#### EXERCISE AIM:
Using the records below, give the number of lines where the string "that" shows up. Add nothing to it.

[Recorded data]
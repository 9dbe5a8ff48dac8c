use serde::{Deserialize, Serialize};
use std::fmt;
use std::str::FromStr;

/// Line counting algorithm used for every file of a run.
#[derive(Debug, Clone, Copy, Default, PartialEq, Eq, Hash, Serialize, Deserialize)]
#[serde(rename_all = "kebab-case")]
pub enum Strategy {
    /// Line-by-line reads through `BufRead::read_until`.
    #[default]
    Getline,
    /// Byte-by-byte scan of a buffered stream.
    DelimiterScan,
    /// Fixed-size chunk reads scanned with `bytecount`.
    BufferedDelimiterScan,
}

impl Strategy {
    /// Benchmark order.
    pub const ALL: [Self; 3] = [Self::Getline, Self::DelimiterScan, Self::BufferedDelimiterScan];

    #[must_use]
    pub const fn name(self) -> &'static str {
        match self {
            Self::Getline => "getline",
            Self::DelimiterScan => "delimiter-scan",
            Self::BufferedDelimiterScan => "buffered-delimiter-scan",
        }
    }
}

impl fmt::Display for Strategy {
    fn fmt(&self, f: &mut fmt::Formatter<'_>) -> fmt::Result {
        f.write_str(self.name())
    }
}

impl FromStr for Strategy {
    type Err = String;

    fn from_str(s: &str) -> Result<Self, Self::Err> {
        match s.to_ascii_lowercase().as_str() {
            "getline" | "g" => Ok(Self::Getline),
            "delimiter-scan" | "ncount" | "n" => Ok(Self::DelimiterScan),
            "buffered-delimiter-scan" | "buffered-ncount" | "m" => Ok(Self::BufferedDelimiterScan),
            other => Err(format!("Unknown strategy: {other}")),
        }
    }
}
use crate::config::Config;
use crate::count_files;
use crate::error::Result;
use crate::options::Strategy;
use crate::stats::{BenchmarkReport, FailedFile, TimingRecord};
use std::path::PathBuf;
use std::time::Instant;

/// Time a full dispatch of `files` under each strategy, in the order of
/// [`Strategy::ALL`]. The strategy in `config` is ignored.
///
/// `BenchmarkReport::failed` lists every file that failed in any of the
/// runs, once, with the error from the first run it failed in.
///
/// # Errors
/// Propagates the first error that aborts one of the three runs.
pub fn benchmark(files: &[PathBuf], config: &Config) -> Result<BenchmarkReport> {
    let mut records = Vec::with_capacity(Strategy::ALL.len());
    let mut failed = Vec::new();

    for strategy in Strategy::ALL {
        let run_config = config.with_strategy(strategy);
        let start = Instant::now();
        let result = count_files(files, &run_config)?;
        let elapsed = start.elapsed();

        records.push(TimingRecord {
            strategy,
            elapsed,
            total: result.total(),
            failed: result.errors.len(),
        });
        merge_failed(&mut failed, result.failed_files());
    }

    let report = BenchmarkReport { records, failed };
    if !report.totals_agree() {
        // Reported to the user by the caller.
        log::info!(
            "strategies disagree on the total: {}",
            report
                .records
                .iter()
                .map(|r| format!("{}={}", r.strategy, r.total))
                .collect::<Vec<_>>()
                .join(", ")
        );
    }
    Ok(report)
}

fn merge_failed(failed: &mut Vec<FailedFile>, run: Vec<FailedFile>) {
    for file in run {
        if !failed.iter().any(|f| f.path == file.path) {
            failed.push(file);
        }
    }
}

#### FINAL ANSWER:
2